▶ **Extracted entries**
»»

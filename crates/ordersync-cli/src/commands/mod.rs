pub mod common;
pub mod completions;
pub mod resolutions;
pub mod show;
pub mod stats;
pub mod sync;
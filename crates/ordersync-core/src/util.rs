//! Shared utility functions used across multiple modules.

use chrono::{DateTime, SubsecRound, Utc};

use crate::error::{Error, Result};

/// Normalize optional text by trimming whitespace and removing empties.
///
/// Returns `None` when the input is `None` or the trimmed value is empty.
pub fn normalize_text_option(value: Option<String>) -> Option<String> {
    let value = value?;
    let value = value.trim();
    if value.is_empty() {
        None
    } else {
        Some(value.to_string())
    }
}

/// Truncate text to at most 180 characters for error messages.
pub fn compact_text(value: &str) -> String {
    value.trim().chars().take(180).collect()
}

/// Whether two currency amounts are equal once rounded to whole cents.
///
/// Stays in `f64` so amounts beyond the `i64` range still compare.
#[allow(clippy::float_cmp)]
pub fn same_cents(left: f64, right: f64) -> bool {
    (left * 100.0).round() == (right * 100.0).round()
}

/// Truncate an instant to the microsecond resolution used by storage.
pub fn storage_precision(instant: DateTime<Utc>) -> DateTime<Utc> {
    instant.trunc_subsecs(6)
}

/// Encode an instant as Unix microseconds.
pub fn to_micros(instant: DateTime<Utc>) -> i64 {
    instant.timestamp_micros()
}

/// Decode Unix microseconds into an instant.
pub fn from_micros(micros: i64) -> Result<DateTime<Utc>> {
    DateTime::from_timestamp_micros(micros)
        .ok_or_else(|| Error::Database(format!("timestamp out of range: {micros}")))
}
//! 约定规范定义
//!
//! 提供参数命名约定和基于名称的生命周期推断约定

use crate::lifecycle::Lifetime;
use crate::metadata::TypeRef;
use serde::{Deserialize, Serialize};
use tracing::debug;

/// 命名风格
#[derive(Debug, Clone, Copy, PartialEq, Eq, Hash, Serialize, Deserialize)]
#[serde(rename_all = "snake_case")]
pub enum NamingConvention {
    /// orderRepository
    CamelCase,
    /// OrderRepository
    PascalCase,
    /// order_repository
    SnakeCase,
    /// _orderRepository
    UnderscoreCamelCase,
}

impl Default for NamingConvention {
    fn default() -> Self {
        Self::CamelCase
    }
}

/// 参数命名选项
#[derive(Debug, Clone, PartialEq, Eq, Hash, Serialize, Deserialize)]
#[serde(default)]
pub struct NamingOptions {
    /// 命名风格
    pub convention: NamingConvention,
    /// 自定义前缀
    pub prefix: Option<String>,
    /// 是否去除接口标记（前导 `I`）
    pub strip_interface_marker: bool,
}

impl Default for NamingOptions {
    fn default() -> Self {
        Self {
            convention: NamingConvention::CamelCase,
            prefix: None,
            strip_interface_marker: true,
        }
    }
}

impl NamingOptions {
    /// 设置命名风格
    pub fn with_convention(mut self, convention: NamingConvention) -> Self {
        self.convention = convention;
        self
    }

    /// 设置前缀
    pub fn with_prefix(mut self, prefix: impl Into<String>) -> Self {
        self.prefix = Some(prefix.into());
        self
    }

    /// 设置是否去除接口标记
    pub fn with_strip_interface_marker(mut self, strip: bool) -> Self {
        self.strip_interface_marker = strip;
        self
    }
}

/// 命名约定规范
#[derive(Debug)]
pub struct NamingConventions;

impl NamingConventions {
    /// 从类型引用推导参数名称
    ///
    /// 泛型实参的简短名称位于类型名称之前：`ILogger<OrderService>` → `orderServiceLogger`
    pub fn parameter_name(type_ref: &TypeRef, options: &NamingOptions) -> String {
        let mut words = Vec::new();
        Self::collect_words(type_ref, options.strip_interface_marker, &mut words);

        let name = match options.convention {
            NamingConvention::CamelCase => Self::to_camel_case(&words),
            NamingConvention::PascalCase => Self::to_pascal_case(&words),
            NamingConvention::SnakeCase => Self::to_snake_case(&words),
            NamingConvention::UnderscoreCamelCase => format!("_{}", Self::to_camel_case(&words)),
        };

        match &options.prefix {
            Some(prefix) => format!("{prefix}{name}"),
            None => name,
        }
    }

    /// 成员名称比较键
    ///
    /// 忽略下划线和大小写，`_orderRepository` 与 `order_repository` 视为同一成员
    pub fn member_key(name: &str) -> String {
        name.chars()
            .filter(|ch| *ch != '_')
            .flat_map(char::to_lowercase)
            .collect()
    }

    /// 去除前导接口标记
    pub fn strip_interface_marker(name: &str) -> &str {
        let mut chars = name.chars();
        match (chars.next(), chars.next()) {
            (Some('I'), Some(second)) if second.is_uppercase() => &name[1..],
            _ => name,
        }
    }

    fn collect_words(type_ref: &TypeRef, strip_marker: bool, words: &mut Vec<String>) {
        for arg in type_ref.args() {
            Self::collect_words(arg, strip_marker, words);
        }

        let simple = type_ref.simple_name();
        let simple = if strip_marker && matches!(type_ref, TypeRef::Named { .. }) {
            Self::strip_interface_marker(simple)
        } else {
            simple
        };
        words.extend(Self::split_words(simple));
    }

    /// 将标识符拆分为单词（处理驼峰、缩写和下划线）
    fn split_words(s: &str) -> Vec<String> {
        let chars: Vec<char> = s.chars().collect();
        let mut words = Vec::new();
        let mut current = String::new();

        for (index, &ch) in chars.iter().enumerate() {
            if ch == '_' || !ch.is_alphanumeric() {
                if !current.is_empty() {
                    words.push(std::mem::take(&mut current));
                }
                continue;
            }

            if ch.is_uppercase() && !current.is_empty() {
                let prev = chars[index - 1];
                let next_is_lower = chars.get(index + 1).is_some_and(|next| next.is_lowercase());
                if prev.is_lowercase() || prev.is_ascii_digit() || (prev.is_uppercase() && next_is_lower) {
                    words.push(std::mem::take(&mut current));
                }
            }
            current.push(ch);
        }

        if !current.is_empty() {
            words.push(current);
        }
        words
    }

    fn capitalize(word: &str) -> String {
        let mut chars = word.chars();
        match chars.next() {
            Some(first) => first.to_uppercase().chain(chars.flat_map(char::to_lowercase)).collect(),
            None => String::new(),
        }
    }

    fn to_camel_case(words: &[String]) -> String {
        words
            .iter()
            .enumerate()
            .map(|(index, word)| {
                if index == 0 {
                    word.to_lowercase()
                } else {
                    Self::capitalize(word)
                }
            })
            .collect()
    }

    fn to_pascal_case(words: &[String]) -> String {
        words.iter().map(|word| Self::capitalize(word)).collect()
    }

    fn to_snake_case(words: &[String]) -> String {
        words
            .iter()
            .map(|word| word.to_lowercase())
            .collect::<Vec<_>>()
            .join("_")
    }
}

/// 生命周期约定规则
#[derive(Debug, Clone, PartialEq, Eq, Serialize, Deserialize)]
pub struct LifetimeConventionRule {
    /// 名称模式，支持单个 `*` 通配符
    pub pattern: String,
    /// 推断出的生命周期
    pub lifetime: Lifetime,
    /// 优先级
    #[serde(default)]
    pub priority: i32,
}

impl LifetimeConventionRule {
    /// 创建新的约定规则
    pub fn new(pattern: impl Into<String>, lifetime: Lifetime) -> Self {
        Self {
            pattern: pattern.into(),
            lifetime,
            priority: 0,
        }
    }

    /// 设置优先级
    pub fn with_priority(mut self, priority: i32) -> Self {
        self.priority = priority;
        self
    }

    /// 检查名称是否匹配此规则
    pub fn matches(&self, name: &str) -> bool {
        match self.pattern.split_once('*') {
            Some((prefix, suffix)) => {
                name.len() >= prefix.len() + suffix.len()
                    && name.starts_with(prefix)
                    && name.ends_with(suffix)
            }
            None => name == self.pattern,
        }
    }
}

/// 组件约定规范
#[derive(Debug, Clone)]
pub struct ComponentConventions {
    rules: Vec<LifetimeConventionRule>,
}

impl ComponentConventions {
    /// 创建带默认约定的组件约定规范
    pub fn new() -> Self {
        Self::with_rules(Self::default_rules())
    }

    /// 使用给定规则创建
    pub fn with_rules(rules: Vec<LifetimeConventionRule>) -> Self {
        let mut conventions = Self { rules: Vec::new() };
        for rule in rules {
            conventions.add_convention(rule);
        }
        conventions
    }

    /// 默认约定规则
    pub fn default_rules() -> Vec<LifetimeConventionRule> {
        vec![
            LifetimeConventionRule::new("*HostedService", Lifetime::HostManaged).with_priority(100),
            LifetimeConventionRule::new("*Worker", Lifetime::HostManaged).with_priority(100),
            LifetimeConventionRule::new("*Service", Lifetime::Singleton).with_priority(90),
            LifetimeConventionRule::new("*Manager", Lifetime::Singleton).with_priority(90),
            LifetimeConventionRule::new("*Provider", Lifetime::Scoped).with_priority(80),
            LifetimeConventionRule::new("*Repository", Lifetime::Scoped).with_priority(80),
            LifetimeConventionRule::new("*Strategy", Lifetime::Transient).with_priority(70),
            LifetimeConventionRule::new("*Handler", Lifetime::Transient).with_priority(70),
        ]
    }

    /// 添加约定规则
    pub fn add_convention(&mut self, rule: LifetimeConventionRule) {
        self.rules.push(rule);
        // 稳定排序，同优先级保持添加顺序
        self.rules.sort_by(|a, b| b.priority.cmp(&a.priority));
    }

    /// 获取所有约定规则
    pub fn rules(&self) -> &[LifetimeConventionRule] {
        &self.rules
    }

    /// 根据名称推断生命周期
    pub fn infer_lifetime(&self, name: &str) -> Option<Lifetime> {
        let rule = self.rules.iter().find(|rule| rule.matches(name))?;
        debug!("约定推断生命周期: {} -> {} (规则 {})", name, rule.lifetime, rule.pattern);
        Some(rule.lifetime)
    }
}

impl Default for ComponentConventions {
    fn default() -> Self {
        Self::new()
    }
}
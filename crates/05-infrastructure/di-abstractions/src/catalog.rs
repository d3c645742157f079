//! 类型目录抽象接口
//!
//! 类型目录由前端适配器实现，负责把具体语法中的声明转换为中立的
//! [`ComponentDeclaration`]；分析核心只通过 [`TypeCatalog`] 读取它们。

use crate::component::{BaseReference, ComponentFlags, DependencyOrigin, Exposure, InstanceSharing};
use crate::predicate::ConditionDeclaration;
use infrastructure_common::{ComponentId, Lifetime, NamingOptions, TypeRef};
use serde::{Deserialize, Serialize};

/// 原始依赖声明
///
/// 类型引用中可能仍包含未替换的泛型参数，命名选项可能缺省
#[derive(Debug, Clone, PartialEq, Eq, Serialize, Deserialize)]
pub struct RawDependency {
    /// 声明来源
    pub origin: DependencyOrigin,
    /// 声明组序号
    #[serde(default)]
    pub group: usize,
    /// 原始类型引用
    #[serde(rename = "type")]
    pub type_ref: TypeRef,
    /// 命名选项，缺省时使用分析设置中的默认值
    #[serde(default)]
    pub naming: Option<NamingOptions>,
    /// 外部依赖
    #[serde(default)]
    pub external: bool,
}

impl RawDependency {
    /// 创建字段级依赖声明
    pub fn field(group: usize, type_ref: TypeRef) -> Self {
        Self {
            origin: DependencyOrigin::FieldDeclared,
            group,
            type_ref,
            naming: None,
            external: false,
        }
    }

    /// 创建批量依赖声明
    pub fn bulk(group: usize, type_ref: TypeRef) -> Self {
        Self {
            origin: DependencyOrigin::BulkDeclared,
            group,
            type_ref,
            naming: None,
            external: false,
        }
    }

    /// 设置命名选项
    pub fn with_naming(mut self, naming: NamingOptions) -> Self {
        self.naming = Some(naming);
        self
    }

    /// 标记为外部依赖
    pub fn external(mut self) -> Self {
        self.external = true;
        self
    }
}

/// 组件声明
///
/// 类型目录为每个组件提供一份声明，分析过程中视为只读事实
#[derive(Debug, Clone, PartialEq, Eq, Serialize, Deserialize)]
pub struct ComponentDeclaration {
    /// 组件标识
    pub id: ComponentId,
    /// 泛型参数名称
    #[serde(default)]
    pub type_params: Vec<String>,
    /// 基类引用
    #[serde(default)]
    pub base: Option<BaseReference>,
    /// 原始依赖声明，按声明顺序
    #[serde(default)]
    pub dependencies: Vec<RawDependency>,
    /// 生命周期
    #[serde(default)]
    pub lifetime: Lifetime,
    /// 实现的契约
    #[serde(default)]
    pub contracts: Vec<TypeRef>,
    /// 暴露模式
    #[serde(default)]
    pub exposure: Exposure,
    /// 显式排除的契约
    #[serde(default)]
    pub excluded_contracts: Vec<TypeRef>,
    /// 实例共享模式
    #[serde(default)]
    pub sharing: InstanceSharing,
    /// 条件声明
    #[serde(default)]
    pub conditions: Vec<ConditionDeclaration>,
    /// 组件标志
    #[serde(default)]
    pub flags: ComponentFlags,
    /// 已有的非注入成员名称
    #[serde(default)]
    pub existing_members: Vec<String>,
}

impl ComponentDeclaration {
    /// 创建具体组件声明
    pub fn new(id: impl Into<ComponentId>) -> Self {
        Self {
            id: id.into(),
            type_params: Vec::new(),
            base: None,
            dependencies: Vec::new(),
            lifetime: Lifetime::Unresolved,
            contracts: Vec::new(),
            exposure: Exposure::SelfOnly,
            excluded_contracts: Vec::new(),
            sharing: InstanceSharing::Separate,
            conditions: Vec::new(),
            flags: ComponentFlags::default(),
            existing_members: Vec::new(),
        }
    }

    /// 设置泛型参数
    pub fn with_type_params<I, S>(mut self, params: I) -> Self
    where
        I: IntoIterator<Item = S>,
        S: Into<String>,
    {
        self.type_params = params.into_iter().map(Into::into).collect();
        self
    }

    /// 设置基类
    pub fn with_base(mut self, base: BaseReference) -> Self {
        self.base = Some(base);
        self
    }

    /// 添加一组批量依赖声明（同一组共享组序号）
    pub fn with_bulk<I>(mut self, types: I) -> Self
    where
        I: IntoIterator<Item = TypeRef>,
    {
        let group = self.next_group();
        self.dependencies
            .extend(types.into_iter().map(|type_ref| RawDependency::bulk(group, type_ref)));
        self
    }

    /// 添加字段级依赖声明
    pub fn with_field(mut self, type_ref: TypeRef) -> Self {
        let group = self.next_group();
        self.dependencies.push(RawDependency::field(group, type_ref));
        self
    }

    /// 添加原始依赖声明
    pub fn with_dependency(mut self, dependency: RawDependency) -> Self {
        self.dependencies.push(dependency);
        self
    }

    /// 设置生命周期
    pub fn with_lifetime(mut self, lifetime: Lifetime) -> Self {
        self.lifetime = lifetime;
        self
    }

    /// 添加实现的契约
    pub fn with_contract(mut self, contract: TypeRef) -> Self {
        self.contracts.push(contract);
        self
    }

    /// 设置暴露模式
    pub fn with_exposure(mut self, exposure: Exposure) -> Self {
        self.exposure = exposure;
        self
    }

    /// 排除契约
    pub fn excluding(mut self, contract: TypeRef) -> Self {
        self.excluded_contracts.push(contract);
        self
    }

    /// 设置实例共享模式
    pub fn with_sharing(mut self, sharing: InstanceSharing) -> Self {
        self.sharing = sharing;
        self
    }

    /// 添加条件声明
    pub fn with_condition(mut self, condition: ConditionDeclaration) -> Self {
        self.conditions.push(condition);
        self
    }

    /// 设置组件标志
    pub fn with_flags(mut self, flags: ComponentFlags) -> Self {
        self.flags = flags;
        self
    }

    /// 添加已有成员名称
    pub fn with_existing_member(mut self, name: impl Into<String>) -> Self {
        self.existing_members.push(name.into());
        self
    }

    fn next_group(&self) -> usize {
        self.dependencies
            .iter()
            .map(|dependency| dependency.group + 1)
            .max()
            .unwrap_or(0)
    }
}

/// 类型目录
///
/// 在一次分析过程中，同一标识必须返回同一份声明
pub trait TypeCatalog {
    /// 所有组件标识（顺序不作保证）
    fn component_ids(&self) -> Vec<ComponentId>;

    /// 获取组件声明
    fn declaration(&self, id: &ComponentId) -> Option<&ComponentDeclaration>;

    /// 组件数量
    fn len(&self) -> usize {
        self.component_ids().len()
    }

    /// 目录是否为空
    fn is_empty(&self) -> bool {
        self.len() == 0
    }
}
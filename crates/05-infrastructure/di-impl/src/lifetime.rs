//! 生命周期兼容性与依赖环检测
//!
//! 依赖边 (X, Y) 表示 X 的某个展开依赖解析到已注册的具体组件 Y。
//! 持久度顺序为 `Transient < Scoped < Singleton`，宿主托管的组件不参与比较。

use crate::merge::MergedComponent;
use crate::planner::ExposedContracts;
use di_abstractions::{Component, DiagnosticsSink, Finding};
use infrastructure_common::{ComponentId, Lifetime, TypeRef};
use std::collections::{BTreeMap, BTreeSet};
use tracing::debug;

/// 实现索引
///
/// 记录每个可注册组件能满足的服务类型（自身类型和暴露的契约）
#[derive(Debug, Clone, Default)]
pub struct ImplementationIndex {
    services: Vec<(TypeRef, ComponentId)>,
    lifetimes: BTreeMap<ComponentId, Lifetime>,
}

impl ImplementationIndex {
    /// 从组件构建索引，只收录生命周期已确定的注册目标
    pub fn build<'a, I>(components: I) -> Self
    where
        I: IntoIterator<Item = &'a Component>,
    {
        let mut index = Self::default();
        for component in components {
            if !component.is_registration_target() || !component.lifetime.is_resolved() {
                continue;
            }
            index
                .services
                .push((component.self_type(), component.id.clone()));
            for contract in ExposedContracts::of(component).contracts {
                index.services.push((contract, component.id.clone()));
            }
            index.lifetimes.insert(component.id.clone(), component.lifetime);
        }
        index
    }

    /// 解析依赖类型到实现组件（按标识排序，去重）
    pub fn resolve(&self, dependency: &TypeRef) -> BTreeSet<&ComponentId> {
        self.services
            .iter()
            .filter(|(service, _)| dependency.matches(service))
            .map(|(_, id)| id)
            .collect()
    }

    /// 组件的生命周期
    pub fn lifetime(&self, id: &ComponentId) -> Option<Lifetime> {
        self.lifetimes.get(id).copied()
    }

    /// 是否收录了该组件
    pub fn contains(&self, id: &ComponentId) -> bool {
        self.lifetimes.contains_key(id)
    }
}

/// 生命周期与依赖环验证器
#[derive(Debug)]
pub struct LifetimeValidator<'a> {
    index: &'a ImplementationIndex,
}

impl<'a> LifetimeValidator<'a> {
    /// 创建验证器
    pub fn new(index: &'a ImplementationIndex) -> Self {
        Self { index }
    }

    /// 组件的依赖边（外部依赖不产生边）
    pub fn edges(&self, merged: &MergedComponent) -> BTreeSet<ComponentId> {
        merged
            .flattened
            .iter()
            .filter(|entry| !entry.spec.external)
            .flat_map(|entry| self.index.resolve(entry.type_ref()))
            .cloned()
            .collect()
    }

    /// 检查单个组件的生命周期兼容性
    ///
    /// 每个 (X, Y) 组合至多上报一次；直接声明的边为致命错误，仅经继承引入的边为提示。
    /// 返回是否存在致命违规。
    pub fn validate(
        &self,
        component: &Component,
        merged: &MergedComponent,
        sink: &mut dyn DiagnosticsSink,
    ) -> bool {
        if component.lifetime != Lifetime::Singleton {
            return false;
        }

        // Y -> (首个依赖类型, 是否存在直接声明)
        let mut violations: BTreeMap<&ComponentId, (&TypeRef, bool)> = BTreeMap::new();
        for entry in merged.flattened.iter().filter(|entry| !entry.spec.external) {
            let direct = entry.declared_by == component.id || declares_locally(component, entry.type_ref());
            for target in self.index.resolve(entry.type_ref()) {
                let Some(target_lifetime) = self.index.lifetime(target) else {
                    continue;
                };
                if !matches!(target_lifetime, Lifetime::Scoped | Lifetime::Transient) {
                    continue;
                }
                violations
                    .entry(target)
                    .and_modify(|(type_ref, is_direct)| {
                        if direct && !*is_direct {
                            *type_ref = entry.type_ref();
                            *is_direct = true;
                        }
                    })
                    .or_insert((entry.type_ref(), direct));
            }
        }

        let mut fatal = false;
        for (target, (type_ref, direct)) in violations {
            fatal |= direct;
            sink.report(Finding::LifetimeViolation {
                component: component.id.clone(),
                dependency: target.clone(),
                dependency_type: type_ref.clone(),
                component_lifetime: component.lifetime,
                dependency_lifetime: self.index.lifetime(target).unwrap_or_default(),
                inherited: !direct,
            });
        }
        fatal
    }

    /// 在具体的已注册组件之间检测依赖环
    ///
    /// 使用带递归栈的迭代深度优先搜索；每个环旋转为以最小标识开头后去重
    pub fn detect_cycles(
        &self,
        edges: &BTreeMap<ComponentId, BTreeSet<ComponentId>>,
        sink: &mut dyn DiagnosticsSink,
    ) -> Vec<Vec<ComponentId>> {
        #[derive(Clone, Copy, PartialEq, Eq)]
        enum Mark {
            Visiting,
            Done,
        }

        let mut marks: BTreeMap<&ComponentId, Mark> = BTreeMap::new();
        let mut cycles: BTreeSet<Vec<ComponentId>> = BTreeSet::new();

        for start in edges.keys() {
            if marks.contains_key(start) {
                continue;
            }

            let mut stack: Vec<(&ComponentId, Vec<&ComponentId>)> = vec![(start, neighbours(edges, start))];
            marks.insert(start, Mark::Visiting);

            while let Some((node, pending)) = stack.last_mut() {
                let node = *node;
                let Some(next) = pending.pop() else {
                    marks.insert(node, Mark::Done);
                    stack.pop();
                    continue;
                };

                match marks.get(next) {
                    Some(Mark::Visiting) => {
                        if let Some(position) = stack.iter().position(|(id, _)| *id == next) {
                            let cycle: Vec<ComponentId> =
                                stack[position..].iter().map(|(id, _)| (*id).clone()).collect();
                            cycles.insert(rotate_to_smallest(cycle));
                        }
                    }
                    Some(Mark::Done) => {}
                    None => {
                        marks.insert(next, Mark::Visiting);
                        stack.push((next, neighbours(edges, next)));
                    }
                }
            }
        }

        let cycles: Vec<Vec<ComponentId>> = cycles.into_iter().collect();
        for cycle in &cycles {
            debug!("检测到依赖环: {:?}", cycle);
            sink.report(Finding::CycleWarning { cycle: cycle.clone() });
        }
        cycles
    }
}

/// 本级是否声明了该类型（包括因与基类重复而被合并丢弃的声明）
fn declares_locally(component: &Component, type_ref: &TypeRef) -> bool {
    component
        .dependencies
        .iter()
        .any(|spec| !spec.external && spec.type_ref == *type_ref)
}

/// 邻接节点，逆序存放以便按标识顺序弹出
fn neighbours<'e>(
    edges: &'e BTreeMap<ComponentId, BTreeSet<ComponentId>>,
    node: &ComponentId,
) -> Vec<&'e ComponentId> {
    edges
        .get(node)
        .map(|targets| targets.iter().filter(|target| edges.contains_key(*target)).rev().collect())
        .unwrap_or_default()
}

fn rotate_to_smallest(mut cycle: Vec<ComponentId>) -> Vec<ComponentId> {
    if let Some(position) = cycle
        .iter()
        .enumerate()
        .min_by(|(_, a), (_, b)| a.cmp(b))
        .map(|(position, _)| position)
    {
        cycle.rotate_left(position);
    }
    cycle
}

««

▶ **Work order**
Your task is to set down again, exactly, every line from the beginning of the listing through the line with "value is empty.".

▶ **Written solution**
filename crates/ordersync-cli/src/commands/mod.rs
pub mod common;
pub mod completions;
pub mod resolutions;
pub mod show;
pub mod stats;
pub mod sync;
filename crates/ordersync-core/src/util.rs
//! Shared utility functions used across multiple modules.

use chrono::{DateTime, SubsecRound, Utc};

use crate::error::{Error, Result};

/// Normalize optional text by trimming whitespace and removing empties.
///
/// Returns `None` when the input is `None` or the trimmed value is empty.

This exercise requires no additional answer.